October 30, 2016 -- This would be a standard action film, except for the unique nature of the main character, an emotionally wounded autistic mathematical savant who is also skilled in martial arts and the use of guns. He wants to connect emotionally with other people, but that's not in his nature. Can an autistic person really do this stuff? I have no idea, but it seems within the realm of possibility.
It is possible this film could be the start of a franchise. It has good franchise elements, a wandering, socially awkward nerdy math genius commando who does good deeds and kills the kind of bullies who used to terrorize socially awkward nerds in school. He is a nerd's wet dream. He is the sort of video game hero they love to inhabit in the digital realm.
This film not only has that hero (played by Ben Affleck of “Argo”) but it has other characters seeking redemption, or who are trying to escape their troubled pasts. One of those is treasury agent Marybeth Medina (Cynthia Addai-Robinson of “Columbiana”) who is assigned the case of finding the identity a mysterious accountant tied to the murder of several criminals. Her boss, Ray King (J.K. Simmons of “Whiplash”) who has a complicated past of his own, uncovers facts about Medina's past, and uses that information to force her to quickly solve the mystery of the accountant's identity, or else.
We see the accountant in his humble strip mall office helping a married couple with their taxes. This office is just a cover for his covert business dealings. His real life is hidden inside an Airstream trailer locked inside a storage shed. His name, Christian Wolff, is also a front. He can hook his truck to his trailer and move on to a new place, with a new identity, in a matter of minutes. The only thing that ties him to the rest of the world is a computer-generated voice on the phone. Behind that voice is someone, or some thing, that monitors all his activities, arranges his schedule, retrieves information for him, and gives him wise, friendly advice.
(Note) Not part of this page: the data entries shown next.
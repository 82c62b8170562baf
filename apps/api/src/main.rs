mod config;
mod errors;
mod interview;
mod llm_client;
mod render;
mod resume;
mod routes;
mod state;

use anyhow::{Context, Result};
use std::net::SocketAddr;
use std::sync::Arc;
use std::time::Duration;
use tower_http::{cors::CorsLayer, trace::TraceLayer};
use tracing::info;
use tracing_subscriber::{layer::SubscriberExt, util::SubscriberInitExt, EnvFilter};

use crate::config::Config;
use crate::interview::orchestrator::InterviewOrchestrator;
use crate::interview::session::SessionStore;
use crate::llm_client::LlmClient;
use crate::routes::build_router;
use crate::state::AppState;

const SESSION_SWEEP_INTERVAL: Duration = Duration::from_secs(60);

#[tokio::main]
async fn main() -> Result<()> {
    // Load configuration first; a missing API key stops the process here.
    let config = Config::from_env().context("Failed to load configuration")?;

    // Initialize structured logging
    tracing_subscriber::registry()
        .with(EnvFilter::try_from_default_env().unwrap_or_else(|_| {
            EnvFilter::new(format!("{}={}", env!("CARGO_CRATE_NAME"), &config.rust_log))
        }))
        .with(tracing_subscriber::fmt::layer())
        .init();

    info!("Starting Interview Coach v{}", env!("CARGO_PKG_VERSION"));

    // Initialize LLM client
    let llm = LlmClient::new(config.gemini_api_key.clone());
    info!("LLM client initialized (model: {})", llm_client::MODEL);

    let orchestrator = InterviewOrchestrator::new(Arc::new(llm))
        .reject_empty_responses(config.reject_empty_responses);
    if config.reject_empty_responses {
        info!("Empty candidate responses will be rejected");
    }

    // Idle sessions are swept in the background as well as on insert
    let sessions = SessionStore::new(config.session_idle_ttl);
    sessions.spawn_sweeper(SESSION_SWEEP_INTERVAL);
    info!("Session idle TTL: {}s", config.session_idle_ttl.as_secs());

    // Build app state
    let state = AppState {
        sessions,
        orchestrator,
        config: config.clone(),
    };

    // Build router
    let app = build_router(state)
        .layer(TraceLayer::new_for_http())
        .layer(CorsLayer::permissive());

    let addr: SocketAddr = format!("0.0.0.0:{}", config.port).parse()?;
    info!("Listening on {addr}");

    let listener = tokio::net::TcpListener::bind(addr).await?;
    axum::serve(listener, app).await?;

    Ok(())
}
//! Resume text extraction.
//!
//! Pages are flattened to one string in page order. Unreadable or image-only
//! PDFs yield an empty string rather than an error; start validation then
//! reports the resume as missing.

use bytes::Bytes;
use tracing::warn;

use crate::interview::conversation::ValidationError;

#[cfg(test)]
pub mod testing;

const PDF_CONTENT_TYPE: &str = "application/pdf";

/// Rejects uploads that are plainly not PDFs. Browsers sometimes send
/// `application/octet-stream`, so a `.pdf` file name is also accepted.
pub fn ensure_pdf(
    file_name: Option<&str>,
    content_type: Option<&str>,
) -> Result<(), ValidationError> {
    let type_ok = content_type
        .map(|ct| ct.eq_ignore_ascii_case(PDF_CONTENT_TYPE))
        .unwrap_or(false);
    let name_ok = file_name
        .map(|name| name.to_ascii_lowercase().ends_with(".pdf"))
        .unwrap_or(false);

    if type_ok || name_ok {
        Ok(())
    } else {
        Err(ValidationError::InvalidUpload(
            "The resume must be uploaded as a PDF".to_string(),
        ))
    }
}

/// Extracts plain text from PDF bytes on the blocking pool. The text is
/// passed on exactly as extracted, layout whitespace included.
pub async fn extract_resume_text(bytes: Bytes) -> String {
    let size = bytes.len();
    let result =
        tokio::task::spawn_blocking(move || pdf_extract::extract_text_from_mem(&bytes)).await;

    match result {
        Ok(Ok(text)) => accept_extracted(text, size),
        Ok(Err(e)) => {
            warn!("Failed to extract text from resume PDF ({size} bytes): {e}");
            String::new()
        }
        Err(e) => {
            warn!("Resume PDF extraction aborted ({size} bytes): {e}");
            String::new()
        }
    }
}

fn accept_extracted(text: String, size: usize) -> String {
    if text.trim().is_empty() {
        warn!("Resume PDF ({size} bytes) contained no extractable text");
    }
    text
}
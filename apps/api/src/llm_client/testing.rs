//! Scripted `TextGenerator` for tests: replays queued replies and records prompts.

use std::collections::VecDeque;
use std::sync::Mutex;

use async_trait::async_trait;

use super::{LlmError, TextGenerator};

#[derive(Default)]
pub struct ScriptedGenerator {
    replies: Mutex<VecDeque<Result<String, LlmError>>>,
    prompts: Mutex<Vec<String>>,
}

impl ScriptedGenerator {
    pub fn new() -> Self {
        Self::default()
    }

    pub fn with_replies<I, S>(replies: I) -> Self
    where
        I: IntoIterator<Item = S>,
        S: Into<String>,
    {
        let generator = Self::new();
        for reply in replies {
            generator.push_reply(reply);
        }
        generator
    }

    pub fn push_reply(&self, reply: impl Into<String>) {
        self.replies.lock().unwrap().push_back(Ok(reply.into()));
    }

    pub fn push_error(&self, error: LlmError) {
        self.replies.lock().unwrap().push_back(Err(error));
    }

    pub fn prompts(&self) -> Vec<String> {
        self.prompts.lock().unwrap().clone()
    }
}

#[async_trait]
impl TextGenerator for ScriptedGenerator {
    async fn generate_text(&self, prompt: &str) -> Result<String, LlmError> {
        self.prompts.lock().unwrap().push(prompt.to_string());
        self.replies
            .lock()
            .unwrap()
            .pop_front()
            .unwrap_or(Err(LlmError::EmptyContent))
    }
}
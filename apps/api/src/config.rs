use std::time::Duration;

use thiserror::Error;

const DEFAULT_PORT: u16 = 8080;
const DEFAULT_MAX_UPLOAD_BYTES: usize = 10 * 1024 * 1024;
const DEFAULT_SESSION_IDLE_TTL_SECS: u64 = 60 * 60;

#[derive(Debug, Error, PartialEq)]
pub enum ConfigError {
    #[error("Required configuration value '{0}' is not set")]
    Missing(&'static str),

    #[error("Configuration value '{key}' is invalid: {reason}")]
    Invalid { key: &'static str, reason: String },
}

/// Application configuration, loaded once at startup from the environment
/// (and an optional `.env` file). A missing credential is fatal.
#[derive(Debug, Clone)]
pub struct Config {
    pub gemini_api_key: String,
    pub port: u16,
    pub rust_log: String,
    /// Refuse blank candidate responses instead of forwarding them to the model.
    pub reject_empty_responses: bool,
    pub max_upload_bytes: usize,
    /// Sessions untouched for longer than this are evicted.
    pub session_idle_ttl: Duration,
}

impl Config {
    pub fn from_env() -> Result<Self, ConfigError> {
        dotenvy::dotenv().ok(); // load .env if present; ignore if missing

        Self::from_lookup(|key| std::env::var(key).ok())
    }

    /// Builds the config from an arbitrary key lookup. `from_env` is this
    /// over the process environment.
    pub fn from_lookup<F>(lookup: F) -> Result<Self, ConfigError>
    where
        F: Fn(&str) -> Option<String>,
    {
        let gemini_api_key = lookup("GEMINI_API_KEY")
            .filter(|v| !v.trim().is_empty())
            .ok_or(ConfigError::Missing("GEMINI_API_KEY"))?;

        let port = match lookup("PORT") {
            Some(raw) => raw.trim().parse::<u16>().map_err(|e| ConfigError::Invalid {
                key: "PORT",
                reason: e.to_string(),
            })?,
            None => DEFAULT_PORT,
        };

        let reject_empty_responses = match lookup("REJECT_EMPTY_RESPONSES") {
            Some(raw) => parse_flag("REJECT_EMPTY_RESPONSES", &raw)?,
            None => false,
        };

        let max_upload_bytes = match lookup("MAX_UPLOAD_BYTES") {
            Some(raw) => raw
                .trim()
                .parse::<usize>()
                .map_err(|e| ConfigError::Invalid {
                    key: "MAX_UPLOAD_BYTES",
                    reason: e.to_string(),
                })?,
            None => DEFAULT_MAX_UPLOAD_BYTES,
        };

        let session_idle_ttl = match lookup("SESSION_IDLE_TTL_SECS") {
            Some(raw) => parse_ttl("SESSION_IDLE_TTL_SECS", &raw)?,
            None => Duration::from_secs(DEFAULT_SESSION_IDLE_TTL_SECS),
        };

        Ok(Config {
            gemini_api_key,
            port,
            rust_log: lookup("RUST_LOG").unwrap_or_else(|| "info".to_string()),
            reject_empty_responses,
            max_upload_bytes,
            session_idle_ttl,
        })
    }
}

fn parse_flag(key: &'static str, raw: &str) -> Result<bool, ConfigError> {
    match raw.trim().to_ascii_lowercase().as_str() {
        "1" | "true" | "yes" | "on" => Ok(true),
        "0" | "false" | "no" | "off" | "" => Ok(false),
        other => Err(ConfigError::Invalid {
            key,
            reason: format!("expected a boolean, got '{other}'"),
        }),
    }
}

fn parse_ttl(key: &'static str, raw: &str) -> Result<Duration, ConfigError> {
    let secs = raw.trim().parse::<u64>().map_err(|e| ConfigError::Invalid {
        key,
        reason: e.to_string(),
    })?;
    if secs == 0 {
        return Err(ConfigError::Invalid {
            key,
            reason: "must be at least one second".to_string(),
        });
    }
    Ok(Duration::from_secs(secs))
}

#[cfg(test)]
mod tests {
    use super::*;
    use std::collections::HashMap;

    fn load(pairs: &[(&str, &str)]) -> Result<Config, ConfigError> {
        let vars: HashMap<String, String> = pairs
            .iter()
            .map(|(k, v)| (k.to_string(), v.to_string()))
            .collect();
        Config::from_lookup(|key| vars.get(key).cloned())
    }

    #[test]
    fn test_missing_api_key_is_named_error() {
        let err = load(&[("PORT", "9000")]).unwrap_err();
        assert_eq!(err, ConfigError::Missing("GEMINI_API_KEY"));
    }

    #[test]
    fn test_blank_api_key_counts_as_missing() {
        let err = load(&[("GEMINI_API_KEY", "   ")]).unwrap_err();
        assert_eq!(err, ConfigError::Missing("GEMINI_API_KEY"));
    }

    #[test]
    fn test_defaults_applied() {
        let config = load(&[("GEMINI_API_KEY", "secret")]).unwrap();
        assert_eq!(config.gemini_api_key, "secret");
        assert_eq!(config.port, 8080);
        assert_eq!(config.rust_log, "info");
        assert!(!config.reject_empty_responses);
        assert_eq!(config.max_upload_bytes, 10 * 1024 * 1024);
        assert_eq!(config.session_idle_ttl, Duration::from_secs(3600));
    }

    #[test]
    fn test_session_idle_ttl_parses() {
        let config = load(&[
            ("GEMINI_API_KEY", "secret"),
            ("SESSION_IDLE_TTL_SECS", " 90 "),
        ])
        .unwrap();
        assert_eq!(config.session_idle_ttl, Duration::from_secs(90));

        for bad in ["0", "-5", "an hour"] {
            let err = load(&[("GEMINI_API_KEY", "secret"), ("SESSION_IDLE_TTL_SECS", bad)])
                .unwrap_err();
            assert!(matches!(
                err,
                ConfigError::Invalid {
                    key: "SESSION_IDLE_TTL_SECS",
                    ..
                }
            ));
        }
    }

    #[test]
    fn test_invalid_port_rejected() {
        let err = load(&[("GEMINI_API_KEY", "secret"), ("PORT", "eighty")]).unwrap_err();
        assert!(matches!(err, ConfigError::Invalid { key: "PORT", .. }));
    }

    #[test]
    fn test_reject_empty_responses_flag_parses() {
        let config = load(&[
            ("GEMINI_API_KEY", "secret"),
            ("REJECT_EMPTY_RESPONSES", "TRUE"),
        ])
        .unwrap();
        assert!(config.reject_empty_responses);

        let err = load(&[
            ("GEMINI_API_KEY", "secret"),
            ("REJECT_EMPTY_RESPONSES", "maybe"),
        ])
        .unwrap_err();
        assert!(matches!(
            err,
            ConfigError::Invalid {
                key: "REJECT_EMPTY_RESPONSES",
                ..
            }
        ));
    }
}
In flashbacks, we see glimpses of Wolff's family, his brother, sister and his stern military father, who taught him and his brother toughness and drilled them in the use of guns and fighting. The mysterious phone voice informs Wolff of a new job offer, a forensic analysis of the financial accounts of a major manufacturer.
When Wolff arrives at the company, he finds another accountant, Dana Cummings (Anna Kendrick of “Pitch Perfect”) asleep at a table, having worked all night preparing information for Wolff in the room he will be working in. Wolff and Dana are attracted to each other, but Wolff's autism makes it hard for him to express his feelings. Wolff uses practiced phrases and small talk in an attempt to appear more normal than he is.
Wolff quickly finds a problem in the company's accounts. Millions of dollars are being moved around in strange ways, such as in the purchase of non-existent goods. Suddenly, one of the company's executives dies in mysterious circumstances and Wolff is ordered to abandon the project. Soon, he discovers that another company executive has been murdered. Both he and Dana become targets. He rescues her from a mysterious assassin, played by Jon Bernthal of “Sicario” (and he is also wicked good as the Frank Castle character in the Netflix series “Daredevil” and “The Punisher”).
Wolff and Dana go on the run. They must solve the puzzle of who wants them dead, and why. The story folds back upon itself, like a Mobius strip, and all the seemingly unrelated pieces of the puzzle fit together neatly in the end, except for Wolff, who is still a man apart, figuratively, emotionally and literally. Looks to me like he is ready for another adventure.
This is a well-acted, written and directed film (directed by Gavin O'Connor of “Warrior”) with lots of action and a bit of humor too. I liked Affleck's ability to show his character's emotional awkwardness and frustration without overdoing it. Writer Bill Dubuque (“The Judge”) does a nice job of developing all these characters, particularly Wolff, King and Medina, but a number of other characters get some depth in this script. This film rates a B.